De fait, le travail de journaliste se cantonna à restituer les paroles politiques publiques, et à enrober le tout de nouveaux programmes régis par un seul credo: «divertir… tout en divertissant». Du sport (beaucoup, beaucoup, et si possible, avec des sportifs nés ici, au Pays Basque, ou alors au moins qui ont un cousin qui tient une venta), des programmes comiques «phares» comme Vaya Semanita (et ses 100.000 fans sur Facebook, hu hu!), et la mise en chantier de fictions «à sens unique» sur l’histoire du Pays Basque.
Ceux qui refusèrent y laissèrent leurs têtes. Ils ne sont pas nombreux. Furent écartés autant que faire se peut les sujets qui fâchent, comme, par exemple, l’ostracisation d’une partie importante de l’électorat (autrement que menottée et embarquée par la police basque), un traitement plus «équilibré» des questions polémiques du Y basque (la LGV côté Pays Basque Sud), de la constitution économique d’Euskadi en paradis fiscal, ou l’analyse de la défiance cons-tante de ses habitants pour la télédiffusion de «sujets inédits» avant 2009, comme le discours annuel de l’autre vieille crêpe de Roy d’Espagne.

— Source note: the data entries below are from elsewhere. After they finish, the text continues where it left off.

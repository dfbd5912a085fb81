//! Session model: one row per authenticated device or client.
//!
//! A session binds the validity window of a token pair to a single login.
//! Only digests of the tokens are kept; the raw strings exist solely in the
//! issue/rotate response handed back to the client.

use crate::types::{SessionId, Timestamp, UserId};

/// A persisted session row.
#[derive(Debug, Clone, PartialEq)]
pub struct Session {
    pub session_id: SessionId,
    pub user_id: UserId,
    pub access_token_hash: String,
    pub refresh_token_hash: String,
    pub access_expires_at: Timestamp,
    pub refresh_expires_at: Timestamp,
    pub is_active: bool,
    /// Advisory only (usually the `User-Agent` header).
    pub device_info: Option<String>,
    /// Advisory only.
    pub ip_address: Option<String>,
    pub created_at: Timestamp,
    pub last_activity: Timestamp,
}

impl Session {
    /// Whether the stored access expiry has passed at `now`.
    pub fn access_expired_at(&self, now: Timestamp) -> bool {
        now > self.access_expires_at
    }

    /// Whether the stored refresh expiry has passed at `now`.
    pub fn refresh_expired_at(&self, now: Timestamp) -> bool {
        now > self.refresh_expires_at
    }
}

/// Input for inserting a session. The id is allocated by the caller so the
/// first access token can embed it before the row exists.
#[derive(Debug, Clone)]
pub struct NewSession {
    pub session_id: SessionId,
    pub user_id: UserId,
    pub access_token_hash: String,
    pub refresh_token_hash: String,
    pub access_expires_at: Timestamp,
    pub refresh_expires_at: Timestamp,
    pub device_info: Option<String>,
    pub ip_address: Option<String>,
}

/// Replacement token digests and expiries written on rotation.
#[derive(Debug, Clone)]
pub struct SessionTokens {
    pub access_token_hash: String,
    pub refresh_token_hash: String,
    pub access_expires_at: Timestamp,
    pub refresh_expires_at: Timestamp,
}

/// The identity carried by a verified access token.
#[derive(Debug, Clone, PartialEq, Eq)]
pub struct SessionIdentity {
    pub user_id: UserId,
    pub session_id: SessionId,
}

Rire, savourer et écouter,
comprendre mais aussi exiger
Au vu du retournement constaté, les élections de ce dimanche 21 octobre 2012 doivent porter cet enjeu, de reprendre contact avec une information rigoureuse, plus complète, et moins «berlusconnienne». Par son vote, et par un taux de participation au scrutin de 66%, la population de la Communauté autonome a exprimé son souhait de vivre dans un pays «vrai». Qui peut rire, savourer et écouter, comprendre, mais aussi exiger.
Exiger une vraie diversité politique, sans laisser Madrid déterminer par ses juges du Tribunal supremo qui a le droit ou pas de poser son nom sur un bulletin de vote. Et exiger une vraie ré-flexion sur ses médias publics, sans laisser les manettes à un valet du pouvoir comme l’actuel président d’EITB, Alberto Surio, dont l’ascension professionnelle a suivi sans états d’âmes celle du Parti Socialiste de Zapatero. Pour un vrai engagement sur ses contenus, et pas uniquement sur ses statistiques d’audimat (Berlusconi, toujours).

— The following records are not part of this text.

/// Users are keyed by their login identifier (an email or an E.164 phone number).
pub type UserId = String;

/// Sessions are keyed by a random UUID allocated before the first token is signed.
pub type SessionId = uuid::Uuid;

/// All timestamps are UTC.
pub type Timestamp = chrono::DateTime<chrono::Utc>;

En mars 2010, devant le démantèlement du sens de l’information et de la culture mené en Euskadi et relayé par Alberto Surio, le vice-ministre de la culture au Parlement basque de Gazteiz, Ramon Etxezaharreta, s’affrontait violemment au nouvel organigramme d’EITB, mais n’avait pas d’autre choix que de démissionner et claquer la porte du Parlement basque de Gazteiz.
Le temps est passé, et, sans doute, il doit permettre de repasser au «vrai». Le soir des élections, un tweet sur son compte personnel de mon ancien rédacteur en chef à EITB, Frederik Verbeke, portait le même espoir, mais sans doute pas la même radicalité. “Ce lundi, au lendemain des élections, un temps très ensoleillé attendu sur le Pays Basque”, écrivait-il. Venant de ce ressortissant belge tombé amoureux du Pays Basque Sud, il n’est guère pensable qu’il ait salué la victoire d’un camp sur un autre, ou qu’il ait réellement con-sulté les prévisions météorologiques du lendemain.
Dans son court message, il m’a semblé que transparaissait une seule obligation: percer les brumes de l’information, pour commencer à re-éclairer un Euskadi inédit.